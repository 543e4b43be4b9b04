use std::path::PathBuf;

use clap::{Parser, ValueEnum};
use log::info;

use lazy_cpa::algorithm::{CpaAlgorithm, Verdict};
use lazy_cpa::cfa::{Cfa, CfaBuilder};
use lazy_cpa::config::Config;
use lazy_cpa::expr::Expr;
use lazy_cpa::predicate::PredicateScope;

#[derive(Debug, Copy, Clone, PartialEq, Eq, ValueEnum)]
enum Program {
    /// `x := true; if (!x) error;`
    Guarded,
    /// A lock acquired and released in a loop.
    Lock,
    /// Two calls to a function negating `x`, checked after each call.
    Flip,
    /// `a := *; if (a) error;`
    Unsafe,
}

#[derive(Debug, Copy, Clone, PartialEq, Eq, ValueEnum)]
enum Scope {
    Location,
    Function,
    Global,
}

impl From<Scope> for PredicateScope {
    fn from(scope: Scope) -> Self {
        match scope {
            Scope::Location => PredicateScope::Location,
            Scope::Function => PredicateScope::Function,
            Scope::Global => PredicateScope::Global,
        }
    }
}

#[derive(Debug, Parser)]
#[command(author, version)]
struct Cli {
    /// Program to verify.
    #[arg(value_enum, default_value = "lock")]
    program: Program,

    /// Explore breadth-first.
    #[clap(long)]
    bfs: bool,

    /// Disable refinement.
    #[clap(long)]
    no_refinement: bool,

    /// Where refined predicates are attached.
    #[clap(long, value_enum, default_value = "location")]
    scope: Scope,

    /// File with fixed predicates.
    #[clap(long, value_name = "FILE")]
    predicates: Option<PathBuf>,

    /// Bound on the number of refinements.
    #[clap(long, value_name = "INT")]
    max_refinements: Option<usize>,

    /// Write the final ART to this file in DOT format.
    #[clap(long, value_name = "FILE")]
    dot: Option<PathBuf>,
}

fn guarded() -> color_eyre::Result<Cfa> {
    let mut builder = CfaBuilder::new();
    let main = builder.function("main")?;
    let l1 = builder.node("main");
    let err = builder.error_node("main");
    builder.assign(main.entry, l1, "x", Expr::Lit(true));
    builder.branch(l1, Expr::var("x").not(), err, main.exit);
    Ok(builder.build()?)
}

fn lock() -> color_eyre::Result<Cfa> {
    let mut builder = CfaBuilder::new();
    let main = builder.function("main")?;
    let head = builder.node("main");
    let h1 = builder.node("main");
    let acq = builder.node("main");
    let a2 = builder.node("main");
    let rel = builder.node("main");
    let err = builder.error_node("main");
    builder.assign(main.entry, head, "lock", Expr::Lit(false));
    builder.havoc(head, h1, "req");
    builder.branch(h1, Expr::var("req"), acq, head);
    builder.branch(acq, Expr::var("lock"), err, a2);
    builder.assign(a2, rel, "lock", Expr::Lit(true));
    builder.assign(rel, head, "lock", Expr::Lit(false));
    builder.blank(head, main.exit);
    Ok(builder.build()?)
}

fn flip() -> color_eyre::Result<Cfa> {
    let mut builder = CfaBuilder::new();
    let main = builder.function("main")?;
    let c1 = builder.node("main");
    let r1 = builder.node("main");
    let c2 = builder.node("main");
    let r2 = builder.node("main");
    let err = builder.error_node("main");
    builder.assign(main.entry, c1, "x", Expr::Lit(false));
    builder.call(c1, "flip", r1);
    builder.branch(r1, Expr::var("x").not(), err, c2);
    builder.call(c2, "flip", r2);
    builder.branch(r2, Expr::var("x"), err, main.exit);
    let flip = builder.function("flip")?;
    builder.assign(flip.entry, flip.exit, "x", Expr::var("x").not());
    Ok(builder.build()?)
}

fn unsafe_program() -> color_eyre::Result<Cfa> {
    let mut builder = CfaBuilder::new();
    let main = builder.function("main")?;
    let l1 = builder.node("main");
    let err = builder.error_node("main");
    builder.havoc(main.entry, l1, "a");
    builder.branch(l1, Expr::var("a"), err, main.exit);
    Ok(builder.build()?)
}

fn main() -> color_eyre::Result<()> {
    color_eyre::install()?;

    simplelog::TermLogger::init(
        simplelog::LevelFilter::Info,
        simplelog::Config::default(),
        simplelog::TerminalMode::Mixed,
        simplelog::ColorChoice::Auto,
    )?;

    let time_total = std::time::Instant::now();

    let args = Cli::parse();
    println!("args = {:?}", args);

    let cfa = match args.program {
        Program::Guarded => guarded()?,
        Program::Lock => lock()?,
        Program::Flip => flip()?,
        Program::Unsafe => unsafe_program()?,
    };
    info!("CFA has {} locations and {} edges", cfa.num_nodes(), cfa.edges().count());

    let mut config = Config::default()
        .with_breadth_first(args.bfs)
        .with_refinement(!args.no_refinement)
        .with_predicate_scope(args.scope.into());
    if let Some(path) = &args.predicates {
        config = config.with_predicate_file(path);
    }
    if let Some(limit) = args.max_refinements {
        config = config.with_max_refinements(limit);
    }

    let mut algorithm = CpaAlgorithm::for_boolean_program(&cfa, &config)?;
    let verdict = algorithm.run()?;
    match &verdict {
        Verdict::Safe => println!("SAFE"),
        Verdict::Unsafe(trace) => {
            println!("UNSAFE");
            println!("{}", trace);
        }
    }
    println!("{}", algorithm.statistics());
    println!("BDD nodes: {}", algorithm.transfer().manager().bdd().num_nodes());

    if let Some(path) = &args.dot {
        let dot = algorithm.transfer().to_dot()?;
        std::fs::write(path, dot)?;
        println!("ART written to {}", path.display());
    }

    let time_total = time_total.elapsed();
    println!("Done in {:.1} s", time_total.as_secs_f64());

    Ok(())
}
****************************************
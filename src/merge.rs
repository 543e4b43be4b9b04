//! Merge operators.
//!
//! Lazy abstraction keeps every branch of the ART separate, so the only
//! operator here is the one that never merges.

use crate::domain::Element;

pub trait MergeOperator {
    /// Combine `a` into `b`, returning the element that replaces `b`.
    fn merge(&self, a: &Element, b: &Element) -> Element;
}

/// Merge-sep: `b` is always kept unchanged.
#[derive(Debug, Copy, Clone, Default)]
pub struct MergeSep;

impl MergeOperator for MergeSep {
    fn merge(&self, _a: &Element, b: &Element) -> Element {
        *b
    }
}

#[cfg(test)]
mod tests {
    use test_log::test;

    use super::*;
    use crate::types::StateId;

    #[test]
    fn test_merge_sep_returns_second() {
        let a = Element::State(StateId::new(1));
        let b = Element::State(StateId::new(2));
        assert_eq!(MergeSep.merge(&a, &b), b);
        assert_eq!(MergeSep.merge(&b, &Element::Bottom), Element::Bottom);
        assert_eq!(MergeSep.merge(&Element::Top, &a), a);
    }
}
****************************************
▶ [TASK DIRECTIONS]: Tell me how many lines in the entries contain the string "Global", and give nothing besides that number.

▶ [WRITTEN RESPONSE]: 2